This method is used for a pattern recognition problem.
The linear discrimant analysis equation: B = (a1)x(x1) + (a2)x(x2) + … + (ap)x(xp)
We are looking for the solution to the problem where we classify a newt subject into population v if the value of B < a given value.
Idea came from Fisher and is the first classification protocol developed. This is a classification technique which predated other classification methods like logistic regression and classification trees.
Load the salmon data from the rrcov package.
setwd("~/Google Drive/CR Rao Course/")
library(rrcov)
## Loading required package: robustbase
## Scalable Robust Estimators with High Breakdown Point (version 1.3-8)
data(salmon)
head(salmon)
## Gender Freshwater Marine Origin
## 1 2 108 368 Alaskan
## 2 1 131 355 Alaskan
## 3 1 105 469 Alaskan
## 4 2 86 506 Alaskan
## 5 1 99 402 Alaskan
## 6 2 87 423 Alaskan
salmon <- salmon[ , -1]
summary(salmon)
## Freshwater Marine Origin
## Min. : 53.0 Min. :301.0 Alaskan :50
## 1st Qu.: 99.0 1st Qu.:367.0 Canadian:50
## Median :117.5 Median :396.5
## Mean :117.9 Mean :398.1
## 3rd Qu.:140.0 3rd Qu.:428.2
## Max. :179.0 Max. :511.0
alaska <- subset(salmon, salmon$Origin =="Alaskan") # Create a alaskan fish subset.
canada <- subset(salmon, salmon$Origin == "Canadian") # Create a canadian fish subset.
# Generate a scatter plot with a range of values that can be accomodated. .
plot(alaska$Freshwater, alaska$Marine, pch = 20, col=2, xlim=c(50,200), ylim=c(300, 550), main="Plot of Scale size of Salmon", xlab="Freshwater scale diameter", ylab="Marine scale diameter")
# Plot command does not accoept another plot unlike the points and curve commands.
points(canada$Freshwater, canada$Marine, col=3, pch=15)
legend("topright", legend =c("Alaskan Salmon", "Canadian Salmon"), pch=c(20,15), col=c(2:3))

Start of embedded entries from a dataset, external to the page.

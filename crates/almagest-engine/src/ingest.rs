//! Corpus ingestion pipeline.
//!
//! Batches a directory of text files through the embedding client and into
//! the document store: read in parallel, embed per document up to a
//! concurrency bound, upsert, checkpoint. Upsert idempotence makes a retry
//! of a failed batch safe.

use futures::stream::{FuturesUnordered, StreamExt as _};
use std::path::{Path, PathBuf};
use std::result::Result as StdResult;
use std::sync::Arc;
use tokio::task::JoinHandle;
use tracing::{info, warn};
use walkdir::WalkDir;

use almagest_core::{DocumentFields, Error, Result};
use almagest_embed::{Embedding, EmbeddingClient};

use crate::SharedStore;
use crate::metadata::{MetadataEntry, MetadataTable};

/// Default number of documents committed per batch.
pub const DEFAULT_BATCH_SIZE: usize = 32;

/// Default bound on concurrently embedded documents within one batch.
pub const DEFAULT_EMBED_CONCURRENCY: usize = 4;

/// Bound on concurrent corpus file reads within one batch.
const MAX_CONCURRENT_READS: usize = 16;

/// Progress callback for ingestion stages.
pub type ProgressCallback = Arc<dyn Fn(&str, u64, Option<u64>) + Send + Sync>;

/// One corpus file prepared for embedding.
type IngestJob = (String, DocumentFields, String);

/// Outcome of one ingestion run.
#[derive(Debug, Clone, Default, PartialEq, Eq)]
pub struct IngestReport {
    /// Corpus files discovered.
    pub files_found: usize,
    /// Documents upserted.
    pub documents_ingested: usize,
    /// Batches committed and checkpointed.
    pub batches_committed: usize,
}

/// Batch ingestion of a corpus directory into the document store.
pub struct IngestionPipeline {
    /// Embedding client shared across documents.
    client: EmbeddingClient,
    /// Store receiving the upserts.
    store: SharedStore,
    /// Documents per committed batch.
    batch_size: usize,
    /// Concurrently embedded documents within a batch.
    embed_concurrency: usize,
    /// Optional progress callback.
    progress_callback: Option<ProgressCallback>,
}

impl IngestionPipeline {
    /// Create a pipeline with default batching parameters.
    pub fn new(client: EmbeddingClient, store: SharedStore) -> Self {
        Self {
            client,
            store,
            batch_size: DEFAULT_BATCH_SIZE,
            embed_concurrency: DEFAULT_EMBED_CONCURRENCY,
            progress_callback: None,
        }
    }

    /// Set the number of documents committed per batch (floored to 1).
    #[must_use]
    pub fn with_batch_size(mut self, batch_size: usize) -> Self {
        self.batch_size = batch_size.max(1);
        self
    }

    /// Set the embedding concurrency bound (floored to 1).
    #[must_use]
    pub fn with_embed_concurrency(mut self, embed_concurrency: usize) -> Self {
        self.embed_concurrency = embed_concurrency.max(1);
        self
    }

    /// Set a progress callback for ingestion stages.
    #[must_use]
    pub fn with_progress_callback(mut self, callback: ProgressCallback) -> Self {
        self.progress_callback = Some(callback);
        self
    }

    /// Report progress if a callback is set
    fn report_progress(&self, stage: &str, current: u64, total: Option<u64>) {
        if let Some(callback) = &self.progress_callback {
            callback(stage, current, total);
        }
    }

    /// Ingest every `.md` file under `corpus_root`.
    ///
    /// Files are processed in sorted path order, in batches. Each batch is
    /// read in parallel, embedded up to the concurrency bound, upserted one
    /// document at a time, and checkpointed to the store snapshot. A failed
    /// read or embedding aborts the run at its batch boundary; batches
    /// committed before it stay committed.
    ///
    /// # Errors
    /// Returns an error if the corpus root is not a directory, a corpus file
    /// cannot be read, an embedding call fails, or an upsert is rejected
    pub async fn run(
        &self,
        corpus_root: &Path,
        metadata: Option<&MetadataTable>,
    ) -> Result<IngestReport> {
        if !corpus_root.is_dir() {
            return Err(Error::Validation(format!(
                "corpus root {} is not a directory",
                corpus_root.display()
            )));
        }
        if metadata.is_none() {
            warn!("No metadata table provided, using filename-derived defaults");
        }

        let files = collect_corpus_files(corpus_root);
        let total = files.len();
        info!("Ingesting {total} corpus file(s) from {}", corpus_root.display());
        self.report_progress("Ingesting", 0, Some(total as u64));

        let mut report = IngestReport {
            files_found: total,
            ..IngestReport::default()
        };

        for batch in files.chunks(self.batch_size) {
            let contents = read_batch(corpus_root, batch).await?;

            let jobs = contents
                .into_iter()
                .map(|(relative_path, text)| {
                    let external_id = external_id_for(&relative_path);
                    let entry = metadata.and_then(|table| table.get(&external_id));
                    let fields = document_fields(&external_id, &relative_path, entry);
                    (external_id, fields, text)
                })
                .collect();

            let embedded = self.embed_batch(jobs).await?;

            {
                let mut store = self.store.write().await;
                for (external_id, fields, vector) in embedded {
                    store.upsert(&external_id, fields, vector)?;
                    report.documents_ingested += 1;
                }
                // Checkpoint so a later failure never loses this batch
                store.save().await?;
            }

            report.batches_committed += 1;
            info!(
                "  Batch {} committed ({}/{total} document(s))",
                report.batches_committed, report.documents_ingested
            );
            self.report_progress(
                "Ingesting",
                report.documents_ingested as u64,
                Some(total as u64),
            );
        }

        info!(
            "✓ Ingested {} document(s) in {} batch(es)",
            report.documents_ingested, report.batches_committed
        );
        Ok(report)
    }

    /// Embed one batch of prepared jobs, bounded by the concurrency setting.
    ///
    /// Documents are embedded concurrently; chunks within each document stay
    /// sequential inside [`EmbeddingClient::embed_document`]. The first
    /// failure aborts the whole batch, never leaving a document with a
    /// degraded vector.
    async fn embed_batch(
        &self,
        jobs: Vec<IngestJob>,
    ) -> Result<Vec<(String, DocumentFields, Embedding)>> {
        let mut tasks: FuturesUnordered<JoinHandle<(usize, IngestJob, Result<Embedding>)>> =
            FuturesUnordered::new();
        let mut job_iter = jobs.into_iter().enumerate();
        let mut embedded = Vec::new();

        let spawn_job = |(position, (external_id, fields, text)): (usize, IngestJob)| {
            let client = self.client.clone();
            tokio::spawn(async move {
                let vector = client.embed_document(&text).await;
                (position, (external_id, fields, text), vector)
            })
        };

        // Start the initial window
        for _ in 0..self.embed_concurrency {
            if let Some(job) = job_iter.next() {
                tasks.push(spawn_job(job));
            }
        }

        // Refill as tasks finish to keep the window full
        while let Some(joined) = tasks.next().await {
            let (position, (external_id, fields, _text), vector) = joined
                .map_err(|error| Error::Other(format!("Task join error: {error}")))?;
            embedded.push((position, external_id, fields, vector?));

            if let Some(job) = job_iter.next() {
                tasks.push(spawn_job(job));
            }
        }

        // Restore batch order so upserts land in corpus order
        embedded.sort_by_key(|(position, ..)| *position);
        Ok(embedded
            .into_iter()
            .map(|(_, external_id, fields, vector)| (external_id, fields, vector))
            .collect())
    }
}

/// Collect the relative paths of every `.md` file under the corpus root,
/// sorted for a deterministic batch order.
fn collect_corpus_files(corpus_root: &Path) -> Vec<PathBuf> {
    let mut files: Vec<PathBuf> = WalkDir::new(corpus_root)
        .into_iter()
        .filter_map(StdResult::ok)
        .filter(|entry| entry.file_type().is_file())
        .filter(|entry| {
            entry
                .path()
                .extension()
                .is_some_and(|extension| extension.eq_ignore_ascii_case("md"))
        })
        .map(|entry| {
            entry
                .path()
                .strip_prefix(corpus_root)
                .map_or_else(|_| entry.path().to_path_buf(), Path::to_path_buf)
        })
        .collect();
    files.sort();
    files
}

/// Read a batch of corpus files with bounded parallelism.
///
/// Results come back in batch order. Any unreadable file fails the whole
/// batch; a document must never be silently dropped from the corpus.
async fn read_batch(corpus_root: &Path, files: &[PathBuf]) -> Result<Vec<(PathBuf, String)>> {
    let mut tasks = FuturesUnordered::new();
    let mut file_iter = files.iter().cloned().enumerate();
    let mut contents = Vec::with_capacity(files.len());

    let spawn_read = |(position, relative_path): (usize, PathBuf)| {
        let absolute_path = corpus_root.join(&relative_path);
        tokio::spawn(async move {
            let text = tokio::fs::read_to_string(&absolute_path).await;
            (position, relative_path, text)
        })
    };

    for _ in 0..MAX_CONCURRENT_READS {
        if let Some(file) = file_iter.next() {
            tasks.push(spawn_read(file));
        }
    }

    while let Some(joined) = tasks.next().await {
        let (position, relative_path, text) =
            joined.map_err(|error| Error::Other(format!("Task join error: {error}")))?;
        let text = text.map_err(|error| {
            Error::Other(format!(
                "Failed to read corpus file {}: {error}",
                relative_path.display()
            ))
        })?;
        contents.push((position, relative_path, text));

        if let Some(file) = file_iter.next() {
            tasks.push(spawn_read(file));
        }
    }

    contents.sort_by_key(|(position, ..)| *position);
    Ok(contents
        .into_iter()
        .map(|(_, relative_path, text)| (relative_path, text))
        .collect())
}

/// Derive the external id from a corpus file path (the file stem).
fn external_id_for(relative_path: &Path) -> String {
    relative_path
        .file_stem()
        .map(|stem| stem.to_string_lossy().into_owned())
        .unwrap_or_default()
}

/// Build the upsert field set for one corpus file.
///
/// The metadata entry supplies what it has; a missing or empty title falls
/// back to the external id so every file still produces a document.
fn document_fields(
    external_id: &str,
    relative_path: &Path,
    entry: Option<&MetadataEntry>,
) -> DocumentFields {
    let title = entry
        .and_then(|entry| entry.title.clone())
        .filter(|title| !title.trim().is_empty())
        .unwrap_or_else(|| external_id.to_owned());

    let mut fields =
        DocumentFields::new(title).with_path(relative_path.to_string_lossy().into_owned());
    if let Some(entry) = entry {
        if let Some(authors) = entry.authors.clone() {
            fields = fields.with_authors(authors);
        }
        if let Some(publication_date) = entry.publication_date.clone() {
            fields = fields.with_publication_date(publication_date);
        }
        if let Some(year) = entry.year {
            fields = fields.with_year(year);
        }
        if let Some(summary) = entry.summary.clone() {
            fields = fields.with_summary(summary);
        }
    }
    fields
}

The objective of Linear Discriminant analysis is to fit a line that seperate the alaskan and canadian fish.
Load the package MASS.
library(MASS)
lda1 <- lda(salmon$Origin~salmon$Freshwater+salmon$Marine , na.action = "na.omit" )
lda1
## Call:
## lda(salmon$Origin ~ salmon$Freshwater + salmon$Marine, na.action = "na.omit")
##
## Prior probabilities of groups:
## Alaskan Canadian
## 0.5 0.5
##
## Group means:
## salmon$Freshwater salmon$Marine
## Alaskan 98.38 429.66
## Canadian 137.46 366.62
##
## Coefficients of linear discriminants:
## LD1
## salmon$Freshwater 0.04458572
## salmon$Marine -0.01803856
The output of the linear discriminant analysis starts with the baseline (bayesian) probablity of the probablities of the fish being alaskan or canadian.
Coefficients of the linear discrimant analysis gives you the a1 and a2 so that we can draw line.
salmon1 <- predict(lda1)
confus_m <- table(salmon$Origin, salmon1$class)
confus_m
##
## Alaskan Canadian
## Alaskan 44 6
## Canadian 1 49
So the classification protocol correctly classifed 44 alaskan and 49 canadian fish. Misclassification rate = 7%
Is an extension of the LDA method. We transfer the problem to a higher dimension. We look at multiple permutations of the predictor values like this. if x is a value then we make a high dimensional vector like this…
(x1, x2, x12, x22, x1.x2).
In this dimension we can potentially find a hyperplane which may be able to seperate the values.